**What needs to be done**
From the data that follows, print exactly the lines starting at the one containing "500 config/upstream/storage failure." and ending at the one containing "HTTP status contract."; include both of them and nothing more.

**Data for review**
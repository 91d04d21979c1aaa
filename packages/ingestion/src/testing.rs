//! Testing utilities including mock implementations.
//!
//! Useful for testing applications that use the ingestion library without
//! making real AI or network calls.

use async_trait::async_trait;
use std::collections::HashMap;
use std::sync::{
    atomic::{AtomicUsize, Ordering},
    RwLock,
};

use crate::error::{IngestError, Result};
use crate::extract::{Extractor, SupplierExtraction};
use crate::page::PageFetcher;

/// A mock page fetcher returning canned HTML per URL.
#[derive(Default)]
pub struct MockFetcher {
    pages: RwLock<HashMap<String, String>>,
    failures: RwLock<HashMap<String, u16>>,
    fetch_count: AtomicUsize,
}

impl MockFetcher {
    pub fn new() -> Self {
        Self::default()
    }

    /// Serve `html` for `url`.
    pub fn with_page(self, url: impl Into<String>, html: impl Into<String>) -> Self {
        self.pages.write().unwrap().insert(url.into(), html.into());
        self
    }

    /// Fail `url` with the given HTTP status.
    pub fn with_status(self, url: impl Into<String>, status: u16) -> Self {
        self.failures.write().unwrap().insert(url.into(), status);
        self
    }

    /// Number of fetches performed.
    pub fn fetch_count(&self) -> usize {
        self.fetch_count.load(Ordering::SeqCst)
    }
}

#[async_trait]
impl PageFetcher for MockFetcher {
    async fn fetch(&self, url: &str) -> Result<String> {
        self.fetch_count.fetch_add(1, Ordering::SeqCst);

        if let Some(status) = self.failures.read().unwrap().get(url) {
            return Err(IngestError::Fetch {
                url: url.to_string(),
                status: *status,
            });
        }

        self.pages
            .read()
            .unwrap()
            .get(url)
            .cloned()
            .ok_or_else(|| IngestError::Fetch {
                url: url.to_string(),
                status: 404,
            })
    }
}

/// A mock extractor returning a fixed raw model response.
///
/// The raw response still goes through `parse_extraction`, so tests can
/// exercise the schema-validation path with malformed payloads.
#[derive(Default)]
pub struct MockExtractor {
    raw_response: RwLock<Option<String>>,
    extract_count: AtomicUsize,
}

impl MockExtractor {
    pub fn new() -> Self {
        Self::default()
    }

    /// Return `raw` as the model response for every call.
    pub fn with_response(self, raw: impl Into<String>) -> Self {
        *self.raw_response.write().unwrap() = Some(raw.into());
        self
    }

    /// Number of extractions performed.
    pub fn extract_count(&self) -> usize {
        self.extract_count.load(Ordering::SeqCst)
    }
}

#[async_trait]
impl Extractor for MockExtractor {
    async fn extract(&self, _content: &str) -> Result<SupplierExtraction> {
        self.extract_count.fetch_add(1, Ordering::SeqCst);

        let raw = self
            .raw_response
            .read()
            .unwrap()
            .clone()
            .ok_or_else(|| IngestError::AI("MockExtractor has no response configured".into()))?;

        crate::extract::parse_extraction(&raw)
    }
}
pub mod actions;
pub mod memory;
pub mod models;
pub mod pg;
pub mod store;

pub use actions::{apply_vetting_action, update_for_action};
pub use memory::MemoryVettingStore;
pub use models::{NewVettingReview, VettingAction, VettingReview};
pub use pg::PgVettingStore;
pub use store::VettingStore;
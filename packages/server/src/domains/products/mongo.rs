//! MongoDB product store.

use anyhow::Result;
use async_trait::async_trait;
use futures::TryStreamExt;
use mongodb::bson::doc;
use mongodb::{Client, Collection, IndexModel};
use uuid::Uuid;

use super::model::RawProduct;
use super::store::ProductStore;

const PRODUCTS_COLLECTION: &str = "raw_products";

pub struct MongoProductStore {
    products: Collection<RawProduct>,
}

impl MongoProductStore {
    /// Create a store over the given database.
    pub async fn new(client: &Client, database_name: &str) -> Result<Self> {
        let products = client.database(database_name).collection(PRODUCTS_COLLECTION);
        let store = Self { products };
        store.init().await?;
        Ok(store)
    }

    /// Initialize indexes for the supplier lookup path.
    async fn init(&self) -> Result<()> {
        let supplier_index = IndexModel::builder()
            .keys(doc! { "supplier_id": 1, "ingested_at": -1 })
            .build();
        self.products.create_index(supplier_index).await?;
        Ok(())
    }
}

#[async_trait]
impl ProductStore for MongoProductStore {
    async fn insert_many(&self, products: &[RawProduct]) -> Result<u64> {
        if products.is_empty() {
            return Ok(0);
        }

        let result = self.products.insert_many(products.to_vec()).await?;
        Ok(result.inserted_ids.len() as u64)
    }

    async fn find_by_supplier(&self, supplier_id: Uuid) -> Result<Vec<RawProduct>> {
        let cursor = self
            .products
            .find(doc! { "supplier_id": supplier_id.to_string() })
            .sort(doc! { "ingested_at": -1 })
            .await?;

        cursor.try_collect().await.map_err(Into::into)
    }
}
pub mod deps;
pub mod ocr;
pub mod verifier;

pub use deps::ServerDeps;
pub use ocr::{FormsAnalyzer, FormsOcrClient};
pub use verifier::{verify_document, CertificateScan, DocumentVerification, HttpBlobFetcher};
// HTTP routes
pub mod health;
pub mod ingest;
pub mod register;
pub mod suppliers;
pub mod verify;
pub mod vetting;

pub use health::*;
pub use ingest::*;
pub use register::*;
pub use suppliers::*;
pub use verify::*;
pub use vetting::*;
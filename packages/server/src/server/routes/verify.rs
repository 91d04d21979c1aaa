use axum::{extract::Extension, Json};
use serde::Deserialize;

use crate::common::ApiResult;
use crate::kernel::verifier::{verify_document, DocumentVerification};
use crate::server::app::AppState;

#[derive(Debug, Deserialize)]
#[serde(rename_all = "camelCase")]
pub struct VerifyDocumentRequest {
    pub file_url: String,
    pub document_id: String,
}

/// `POST /api/verify-document` - OCR an uploaded certificate and scan it
/// for LEED/FSC wording and an expiry date.
pub async fn verify_document_handler(
    Extension(state): Extension<AppState>,
    Json(request): Json<VerifyDocumentRequest>,
) -> ApiResult<Json<DocumentVerification>> {
    let verification = verify_document(
        state.deps.blobs.as_ref(),
        state.deps.ocr.as_ref(),
        &request.file_url,
        &request.document_id,
    )
    .await?;

    Ok(Json(verification))
}
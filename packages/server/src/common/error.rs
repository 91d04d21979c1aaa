//! REST error contract.
//!
//! Every failure surfaces as a JSON `{"error": "..."}` body with an HTTP
//! status: 400 invalid input, 404 unknown supplier, 422 invalid
//! extraction, 500 config/upstream/storage failure.

use axum::http::StatusCode;
use axum::response::{IntoResponse, Response};
use axum::Json;
use ingestion::IngestError;
use serde_json::json;
use thiserror::Error;

/// API-level error mapped onto the HTTP status contract.
#[derive(Debug, Error)]
pub enum ApiError {
    #[error("{0}")]
    BadRequest(String),

    #[error("{0}")]
    NotFound(String),

    /// The model's output failed schema validation (422).
    #[error("{0}")]
    InvalidExtraction(String),

    #[error("{0}")]
    Internal(String),
}

pub type ApiResult<T> = Result<T, ApiError>;

impl ApiError {
    fn status(&self) -> StatusCode {
        match self {
            ApiError::BadRequest(_) => StatusCode::BAD_REQUEST,
            ApiError::NotFound(_) => StatusCode::NOT_FOUND,
            ApiError::InvalidExtraction(_) => StatusCode::UNPROCESSABLE_ENTITY,
            ApiError::Internal(_) => StatusCode::INTERNAL_SERVER_ERROR,
        }
    }
}

impl IntoResponse for ApiError {
    fn into_response(self) -> Response {
        let status = self.status();
        if status.is_server_error() {
            tracing::error!(error = %self, "request failed");
        }
        (status, Json(json!({ "error": self.to_string() }))).into_response()
    }
}

impl From<anyhow::Error> for ApiError {
    fn from(err: anyhow::Error) -> Self {
        ApiError::Internal(err.to_string())
    }
}

impl From<IngestError> for ApiError {
    fn from(err: IngestError) -> Self {
        match err {
            IngestError::InvalidUrl { .. } => ApiError::BadRequest(err.to_string()),
            IngestError::InvalidExtraction(_) => ApiError::InvalidExtraction(err.to_string()),
            // Fetch, HTTP, AI and config failures are upstream errors
            _ => ApiError::Internal(err.to_string()),
        }
    }
}

#[cfg(test)]
mod tests {
    use super::*;

    #[test]
    fn test_status_mapping() {
        assert_eq!(
            ApiError::BadRequest("x".into()).status(),
            StatusCode::BAD_REQUEST
        );
        assert_eq!(
            ApiError::InvalidExtraction("x".into()).status(),
            StatusCode::UNPROCESSABLE_ENTITY
        );
        assert_eq!(
            ApiError::NotFound("x".into()).status(),
            StatusCode::NOT_FOUND
        );
        assert_eq!(
            ApiError::Internal("x".into()).status(),
            StatusCode::INTERNAL_SERVER_ERROR
        );
    }

    #[test]
    fn test_ingest_error_mapping() {
        let err: ApiError = IngestError::InvalidExtraction("bad shape".into()).into();
        assert!(matches!(err, ApiError::InvalidExtraction(_)));

        let err: ApiError = IngestError::Fetch {
            url: "https://x.example".into(),
            status: 503,
        }
        .into();
        assert!(matches!(err, ApiError::Internal(_)));

        let err: ApiError = IngestError::InvalidUrl {
            url: "not a url".into(),
        }
        .into();
        assert!(matches!(err, ApiError::BadRequest(_)));
    }
}
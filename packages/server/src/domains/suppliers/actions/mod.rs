pub mod ingest;
pub mod register;
pub mod search;

pub use ingest::{ingest_supplier, IngestOutcome};
pub use register::{compute_score, register_supplier};
pub use search::{search_suppliers, SupplierSearchParams};
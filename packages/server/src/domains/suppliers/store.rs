//! Supplier storage trait.
//!
//! Handlers depend on this seam rather than on a concrete database
//! client, so the whole vetting/ingestion flow is testable against the
//! in-memory implementation.

use anyhow::Result;
use async_trait::async_trait;
use uuid::Uuid;

use super::models::{
    DataSource, NewSupplier, ScrapedSupplierUpsert, Supplier, VerificationStatus, VettingUpdate,
};

/// Featured suppliers must be verified with at least this score.
pub const FEATURED_MIN_SCORE: i32 = 80;

/// Caller-supplied search filters over the supplier table.
#[derive(Debug, Clone, Default)]
pub struct SupplierFilters {
    /// Free-text match over name or description
    pub q: Option<String>,
    /// Exact category match
    pub category: Option<String>,
    /// Minimum sustainability score (inclusive)
    pub min_score: Option<i32>,
    /// Substring location match
    pub location: Option<String>,
    /// Certification membership test
    pub certification: Option<String>,
    pub verification_status: Option<VerificationStatus>,
    pub data_source: Option<DataSource>,
    /// Admin flag: include suppliers that have not been verified
    pub include_unverified: bool,
    /// Verified suppliers with score >= 80 only
    pub featured: bool,
    pub limit: i64,
    pub offset: i64,
}

impl SupplierFilters {
    pub fn new() -> Self {
        Self {
            limit: 50,
            ..Default::default()
        }
    }
}

/// One page of search results plus the unpaginated total.
#[derive(Debug, Clone)]
pub struct SupplierPage {
    pub suppliers: Vec<Supplier>,
    pub total: i64,
}

#[async_trait]
pub trait SupplierStore: Send + Sync {
    /// Upsert a scraped supplier keyed by website.
    ///
    /// Conflict resolution overwrites identity fields only; vetting state
    /// on an existing row is preserved.
    async fn upsert_scraped(&self, upsert: &ScrapedSupplierUpsert) -> Result<Supplier>;

    /// Insert a supplier from the registration form (unverified, pending
    /// admin approval). `score` is the final computed sustainability score.
    async fn insert_registered(&self, new: &NewSupplier, score: i32) -> Result<Supplier>;

    async fn find_by_id(&self, id: Uuid) -> Result<Option<Supplier>>;

    /// Apply a vetting field update. Returns `None` for an unknown id.
    async fn apply_vetting(&self, id: Uuid, update: &VettingUpdate) -> Result<Option<Supplier>>;

    /// Filtered, paginated read ordered by sustainability score
    /// descending, nulls last.
    async fn search(&self, filters: &SupplierFilters) -> Result<SupplierPage>;

    /// All suppliers, newest first (admin review queue).
    async fn list_all(&self) -> Result<Vec<Supplier>>;
}
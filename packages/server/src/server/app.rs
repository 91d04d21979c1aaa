//! Application setup and server configuration.

use std::sync::Arc;
use std::time::Duration;

use axum::{
    extract::Extension,
    http::{header::CONTENT_TYPE, Method},
    routing::{get, patch, post},
    Router,
};
use sqlx::PgPool;
use tower_http::cors::CorsLayer;
use tower_http::timeout::TimeoutLayer;
use tower_http::trace::TraceLayer;

use crate::kernel::ServerDeps;
use crate::server::routes::{
    admin_suppliers_handler, health_handler, ingest_supplier_handler, register_supplier_handler,
    search_suppliers_handler, verify_document_handler, vetting_action_handler,
    vetting_history_handler,
};

/// Shared application state
#[derive(Clone)]
pub struct AppState {
    pub db_pool: PgPool,
    pub deps: Arc<ServerDeps>,
}

/// Build the Axum application router.
///
/// Handlers reach stores and external clients through `ServerDeps`, so
/// tests can build the same router over in-memory stores and mocks.
pub fn build_app(pool: PgPool, deps: Arc<ServerDeps>) -> Router {
    let app_state = AppState {
        db_pool: pool,
        deps,
    };

    // CORS: the public directory is read by browser clients
    let cors = CorsLayer::new()
        .allow_origin(tower_http::cors::Any)
        .allow_methods([Method::GET, Method::POST, Method::PATCH])
        .allow_headers([CONTENT_TYPE]);

    Router::new()
        .route("/api/ingest-supplier", post(ingest_supplier_handler))
        .route("/api/register-supplier", post(register_supplier_handler))
        .route("/api/suppliers", get(search_suppliers_handler))
        .route("/api/verify-document", post(verify_document_handler))
        .route("/api/admin/suppliers", get(admin_suppliers_handler))
        .route(
            "/api/admin/vetting",
            patch(vetting_action_handler).get(vetting_history_handler),
        )
        .route("/health", get(health_handler))
        .layer(Extension(app_state))
        .layer(TimeoutLayer::new(Duration::from_secs(120)))
        .layer(cors)
        .layer(TraceLayer::new_for_http())
}
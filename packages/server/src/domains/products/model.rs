//! Raw product documents - the flexible half of the hybrid model.
//!
//! Extraction confidence varies wildly across supplier sites, so product
//! records stay schema-flexible in the document store rather than being
//! forced into relational columns. Provenance fields are always stamped.

use chrono::{DateTime, Utc};
use ingestion::ExtractedProduct;
use serde::{Deserialize, Serialize};
use serde_json::{Map, Value};
use uuid::Uuid;

/// Confidence bucket for an ingested product.
#[derive(Debug, Clone, Copy, PartialEq, Eq, Serialize, Deserialize)]
#[serde(rename_all = "snake_case")]
pub enum RiskLevel {
    Low,
    Medium,
    High,
}

/// Where a product document came from.
#[derive(Debug, Clone, Copy, PartialEq, Eq, Serialize, Deserialize)]
#[serde(rename_all = "snake_case")]
pub enum ProductSource {
    Scrape,
    Manual,
    Api,
    PdfUpload,
}

/// A loosely-typed extracted product tied to a supplier.
#[derive(Debug, Clone, Serialize, Deserialize)]
pub struct RawProduct {
    pub name: String,
    #[serde(default, skip_serializing_if = "Option::is_none")]
    pub description: Option<String>,
    #[serde(default, skip_serializing_if = "Option::is_none")]
    pub category: Option<String>,
    #[serde(default, skip_serializing_if = "Option::is_none")]
    pub sustainability_attributes: Option<Map<String, Value>>,
    #[serde(default, skip_serializing_if = "Option::is_none")]
    pub certifications: Option<Vec<String>>,

    pub supplier_id: Uuid,
    pub supplier_name: String,

    // Provenance - conservative defaults regardless of model confidence
    pub verification_status: crate::domains::suppliers::VerificationStatus,
    pub risk_level: RiskLevel,
    pub data_source: ProductSource,
    pub ingested_at: DateTime<Utc>,
    #[serde(default, skip_serializing_if = "Option::is_none")]
    pub verified_at: Option<DateTime<Utc>>,
    #[serde(default, skip_serializing_if = "Option::is_none")]
    pub verified_by: Option<String>,
}

impl RawProduct {
    /// Stamp an extracted product with scrape provenance.
    ///
    /// Everything from a scrape starts unverified and high-risk; vetting
    /// upgrades it later.
    pub fn from_extracted(
        product: &ExtractedProduct,
        supplier_id: Uuid,
        supplier_name: &str,
    ) -> Self {
        Self {
            name: product.name.clone(),
            description: product.description.clone(),
            category: product.category.clone(),
            sustainability_attributes: product.sustainability_attributes.clone(),
            certifications: product.certifications.clone(),
            supplier_id,
            supplier_name: supplier_name.to_string(),
            verification_status: crate::domains::suppliers::VerificationStatus::Unverified,
            risk_level: RiskLevel::High,
            data_source: ProductSource::Scrape,
            ingested_at: Utc::now(),
            verified_at: None,
            verified_by: None,
        }
    }
}
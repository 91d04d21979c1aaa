// GreenChainz Supplier Directory - API Core
//
// Backend for the sustainable construction materials marketplace:
// suppliers are ingested from their websites or register directly,
// administrators vet them, and buyers search the catalog.

pub mod common;
pub mod config;
pub mod domains;
pub mod kernel;
pub mod server;

pub use config::*;
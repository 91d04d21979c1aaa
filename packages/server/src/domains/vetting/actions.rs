//! Vetting state controller.
//!
//! Transitions a supplier's vetting status based on an admin action and
//! appends one audit row per transition. Audit failure is logged, never
//! surfaced: the state transition already happened and stays valid.

use chrono::{DateTime, Utc};
use serde::Deserialize;
use serde_json::Value;
use tracing::{info, warn};
use uuid::Uuid;

use crate::common::{ApiError, ApiResult};
use crate::domains::suppliers::models::{Supplier, VettingStatus, VettingUpdate};
use crate::domains::suppliers::store::SupplierStore;

use super::models::{NewVettingReview, VettingAction};
use super::store::VettingStore;

/// Admin-submitted vetting request.
#[derive(Debug, Clone, Deserialize)]
pub struct VettingActionRequest {
    pub supplier_id: Uuid,
    pub action: VettingAction,
    pub actor: String,
    #[serde(default)]
    pub notes: Option<String>,
    #[serde(default)]
    pub checklist: Option<Value>,
}

/// The transition table: which supplier fields each action sets.
///
/// `reject` soft-flags only - the row is never deleted. `verify_cert`
/// records a compliance check without moving the vetting status.
pub fn update_for_action(
    action: VettingAction,
    notes: Option<&str>,
    checklist: Option<&Value>,
    now: DateTime<Utc>,
) -> VettingUpdate {
    match action {
        VettingAction::Approve => VettingUpdate {
            verified: Some(true),
            vetting_status: Some(VettingStatus::Verified),
            verification_date: Some(now),
            last_verified_at: Some(now),
            ..Default::default()
        },
        VettingAction::Reject => VettingUpdate {
            verified: Some(false),
            vetting_status: Some(VettingStatus::Rejected),
            ..Default::default()
        },
        VettingAction::RequestDocs => VettingUpdate {
            vetting_status: Some(VettingStatus::NeedsInfo),
            vetting_notes: notes.map(str::to_string),
            ..Default::default()
        },
        VettingAction::VerifyCert => VettingUpdate {
            last_verified_at: Some(now),
            compliance_flags: checklist.cloned(),
            ..Default::default()
        },
    }
}

/// Apply a vetting action and append the audit row.
pub async fn apply_vetting_action(
    suppliers: &dyn SupplierStore,
    reviews: &dyn VettingStore,
    request: &VettingActionRequest,
) -> ApiResult<Supplier> {
    if request.actor.trim().is_empty() {
        return Err(ApiError::BadRequest("actor is required".into()));
    }

    let update = update_for_action(
        request.action,
        request.notes.as_deref(),
        request.checklist.as_ref(),
        Utc::now(),
    );

    let supplier = suppliers
        .apply_vetting(request.supplier_id, &update)
        .await?
        .ok_or_else(|| {
            ApiError::NotFound(format!("supplier not found: {}", request.supplier_id))
        })?;

    info!(
        supplier_id = %supplier.id,
        action = ?request.action,
        actor = %request.actor,
        "vetting action applied"
    );

    // Best-effort audit: the supplier update already succeeded
    let review = NewVettingReview {
        supplier_id: request.supplier_id,
        action: request.action,
        actor: request.actor.clone(),
        checklist: request.checklist.clone(),
        notes: request.notes.clone(),
    };
    if let Err(e) = reviews.insert(&review).await {
        warn!(
            supplier_id = %request.supplier_id,
            error = %e,
            "vetting review insert failed; transition kept"
        );
    }

    Ok(supplier)
}

#[cfg(test)]
mod tests {
    use super::*;
    use serde_json::json;

    #[test]
    fn test_approve_sets_verified_and_timestamps() {
        let now = Utc::now();
        let update = update_for_action(VettingAction::Approve, None, None, now);

        assert_eq!(update.verified, Some(true));
        assert_eq!(update.vetting_status, Some(VettingStatus::Verified));
        assert_eq!(update.verification_date, Some(now));
        assert_eq!(update.last_verified_at, Some(now));
        assert!(update.vetting_notes.is_none());
    }

    #[test]
    fn test_reject_flags_without_touching_dates() {
        let update = update_for_action(VettingAction::Reject, None, None, Utc::now());

        assert_eq!(update.verified, Some(false));
        assert_eq!(update.vetting_status, Some(VettingStatus::Rejected));
        assert!(update.verification_date.is_none());
        assert!(update.last_verified_at.is_none());
    }

    #[test]
    fn test_request_docs_records_notes() {
        let update = update_for_action(
            VettingAction::RequestDocs,
            Some("please send the FSC license"),
            None,
            Utc::now(),
        );

        assert_eq!(update.vetting_status, Some(VettingStatus::NeedsInfo));
        assert_eq!(
            update.vetting_notes.as_deref(),
            Some("please send the FSC license")
        );
        assert!(update.verified.is_none());
    }

    #[test]
    fn test_verify_cert_leaves_vetting_status_alone() {
        let now = Utc::now();
        let checklist = json!({"certifications_verified": true});
        let update = update_for_action(VettingAction::VerifyCert, None, Some(&checklist), now);

        assert!(update.vetting_status.is_none());
        assert_eq!(update.last_verified_at, Some(now));
        assert_eq!(update.compliance_flags, Some(checklist));
    }

    #[test]
    fn test_action_deserializes_from_snake_case() {
        let action: VettingAction = serde_json::from_str("\"request_docs\"").unwrap();
        assert_eq!(action, VettingAction::RequestDocs);
    }
}
pub mod app;
pub mod routes;

pub use app::{build_app, AppState};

**Task result**
//! extraction, 500 config/upstream/storage failure.

use axum::http::StatusCode;
use axum::response::{IntoResponse, Response};
use axum::Json;
use ingestion::IngestError;
use serde_json::json;
use thiserror::Error;

/// API-level error mapped onto the HTTP status contract.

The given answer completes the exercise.